Mais do que nunca que os comunistas neste
início de século, contrariando frontalmente a prática instituída em todo o
século XX, terão que cultivar, em teoria e em prática, o mais aberto e acérrimo
internacionalismo proletário, unindo numa mesma luta os operários de todo o
mundo, porque esta será indubitavelmente uma das condições essenciais para
derrotar uma classe exploradora que há muito vem praticando o seu
internacionalismo e numa época em que a globalização capitalista terá atingido
praticamente o seu fim. Esta é uma das ilações a retirar do sacrifício do
proletariado e do povo de Paris.
Sacrifício que nunca terá sido em
vão, «... este espantoso acontecimento prova não, como o pensa Bismarck, o
esmagamento definitivo duma nova sociedade ascendente, mas a desagregação
completa da velha sociedade burguesa; o mais alto esforço de heroísmo de que a
velha sociedade ainda é capaz é uma guerra nacional; e está agora provado que
ela é uma pura mistificação dos governos, destinada a retardar a luta das
classes, e que é posta de lado, logo que esta luta de classe desencadeia uma
guerra civil»; e pondo a claro o carácter internacionalista deste
confronto entre as duas classe mais importantes da sociedade, Marx
conclui: «o domínio da classe não pode pois dissimular-se sob um uniforme
nacional, os governos nacionais não são senão um só contra o proletariado!».

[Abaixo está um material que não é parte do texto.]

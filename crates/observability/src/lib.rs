//! # Observability
//!
//! 可观测性模块：Tracing 日志 + Prometheus 指标。
//!
//! ## 功能
//!
//! - Tracing 初始化 (JSON / Pretty / Compact 格式)
//! - 可选的 Prometheus 指标导出
//! - 回放指标 (索引、桶、轮次、投递)
//!
//! ## 使用示例
//!
//! ```ignore
//! use observability::{init_with_config, record_message_delivery, ObservabilityConfig};
//!
//! init_with_config(ObservabilityConfig::default())?;
//! record_message_delivery("mqtt", true);
//! ```

pub mod metrics;

use anyhow::{Context, Result};
use metrics_exporter_prometheus::PrometheusBuilder;
use tracing_subscriber::{fmt, layer::SubscriberExt, util::SubscriberInitExt, EnvFilter, Layer};

pub use crate::metrics::{
    record_bucket_replayed, record_index_built, record_message_delivery, record_message_dropped,
    record_pass_completed, RunningStats, StatsSummary,
};

/// 可观测性配置
#[derive(Debug, Clone)]
pub struct ObservabilityConfig {
    /// 日志格式
    pub log_format: LogFormat,
    /// Prometheus 端口 (None = 禁用)
    pub metrics_port: Option<u16>,
    /// 未设置 RUST_LOG 时的默认日志级别
    pub default_log_level: String,
}

impl Default for ObservabilityConfig {
    fn default() -> Self {
        Self {
            log_format: LogFormat::Pretty,
            metrics_port: None,
            default_log_level: "info".to_string(),
        }
    }
}

/// 日志格式
#[derive(Debug, Clone, Copy, Default, PartialEq, Eq)]
pub enum LogFormat {
    /// JSON 结构化日志
    Json,
    /// 人类可读格式
    #[default]
    Pretty,
    /// 紧凑单行格式
    Compact,
}

/// 初始化 Tracing；给定端口时同时启动 Prometheus 导出
///
/// `RUST_LOG` 优先于 `default_log_level`。
pub fn init_with_config(config: ObservabilityConfig) -> Result<()> {
    let filter = EnvFilter::try_from_default_env()
        .unwrap_or_else(|_| EnvFilter::new(&config.default_log_level));

    let formatter = match config.log_format {
        LogFormat::Json => fmt::layer()
            .json()
            .with_current_span(true)
            .with_target(true)
            .with_file(true)
            .with_line_number(true)
            .boxed(),
        LogFormat::Pretty => fmt::layer().pretty().boxed(),
        LogFormat::Compact => fmt::layer().compact().with_target(false).boxed(),
    };

    tracing_subscriber::registry()
        .with(formatter)
        .with(filter)
        .try_init()
        .context("Failed to initialize tracing subscriber")?;

    if let Some(port) = config.metrics_port {
        init_metrics_only(port)?;
    }

    tracing::debug!(
        log_format = ?config.log_format,
        metrics_port = ?config.metrics_port,
        "Observability initialized"
    );

    Ok(())
}

/// 仅初始化 Prometheus 指标（不初始化 Tracing）
///
/// 用于 Tracing 已由其他模块初始化的场景。
pub fn init_metrics_only(port: u16) -> Result<()> {
    PrometheusBuilder::new()
        .with_http_listener(([0, 0, 0, 0], port))
        .install()
        .context("Failed to install Prometheus recorder")?;

    tracing::info!(port = port, "Prometheus metrics endpoint initialized");
    Ok(())
}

A Comuna de Paris foi derrotada há 135 anos,
mas o seu exemplo deixou um rasto indelével que permitiu mais tarde um salto
ainda maior na luta emancipador do Trabalho contra o Capital que foi a
Revolução Bolchevique na Rússia; mesmo derrotada, os seus efeitos foram
devastadores por toda a Europa, a consciência de classe dos operários e dos
revolucionários teve um enorme avanço, países fechados no seu conservadorismo e
sem uma classe operária numerosa e aguerrida, como Portugal, não conseguiram
fugir à sua influência: a "Geração de Setenta" e as
"Conferências do Casino" são o exemplo e o resultado directo de tal
acontecimento.
As experiências posteriores da classe operária
para manter o poder político na Rússia e na China, e no sentido de impedir que
novas burguesias o usurpassem, fracassaram igualmente; o que não impede, bem
pelo contrário, atendendo ao fosso cada vez maior entre a classe capitalista e
a classe dos produtores, de considerarmos como inteiramente válidas e actuais
as palavras de Marx: «A Paris operária, com a sua Comuna, será sempre
celebrada como o glorioso intróito duma sociedade nova; a recordação dos seus
mártires conservar-se-á piedosamente no grande coração da classe operária; aos
seus exterminadores, a história pregou-os já ao eterno pelourinho, e nem sequer
todas as preces dos seus padres os conseguirão remir».